Отроком еще, бежав от отца к этой Даме, которой, так же как Смерти, никто не открывает дверей охотно, он сочетался с Нею браком и, с каждым днем, любил Ее все больше и больше. Первого мужа лишившись, оставалась Она до Франциска вдовою, презренная всеми больше тысячи ста лет… не быв почтена, и за такую любовь непреклонную, что, тогда как Мария стояла у подножия креста, Она взошла на крест, чтобы страдать со Христом… Двух разумею Любовников – Франциска и Бедность. Их мир и согласие, их светлые лица и чудо любви в их благостных взорах мысли святые рождали во всех.[144]144
  Parad. XI. 58–78:
  Per tal donna, giovinetto in guerra del padre corse, a cui come a la morte la porta del piacer nessum diserra.
  Questa privata del primo marito,
  millecent'anni e più, dispetta e scura,
  fine a costui si stette senza invito…
  ne valse esser constante ne feroce si che, doye Maria rimase guiso,
  ella con Cristo pianse in su la croce…
  Francesco e Poverta per questi amanti prendi oramai nel mio parlal diffuso?
  la loro concordia e'lor lieti sembianti,
  amore e maraviglia e dolce sguardo faciono esser cagion di pensier santi.


[Закрыть]

Данте прав: не было у Прекрасной Дамы, Бедности, после первого Возлюбленного, Иисуса, другого, подобного св. Франциску, и, может быть, не будет. «Два любовника – Франциск и Бедность, Francesko e Povetra… amanti», – верно понял Данте: между Франциском и Бедностью – чувственный, кровный, плотский, брачный союз, – более страстный, чем у жениха с невестой, – такой же, как у любовника с любовницей или у мужа с женой. Если мы не поймем этого, мы ничего не поймем в деле Франциска.
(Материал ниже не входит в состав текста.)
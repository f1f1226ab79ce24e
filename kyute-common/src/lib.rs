//! Basic types shared by kyute input crates.

pub mod counter;
mod data;

pub use crate::{counter::Counter, data::Data};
В несколько холодной похвале Данте самое верное, потому что самое чувственное, огненное, как искра из раскаленного горна, из сердца самого Данте вылетающее слово: «лютое»: к первому Мужу, Христу, и ко второму, – св. Франциску, любовь Жены, Бедности, «непреклонно-лютая», constante e feroce. Верно соединяются у Данте, под знаком Францисковой святости, три страшных Сестры, одна «лютее» другой: Бедность, Любовь, Смерть.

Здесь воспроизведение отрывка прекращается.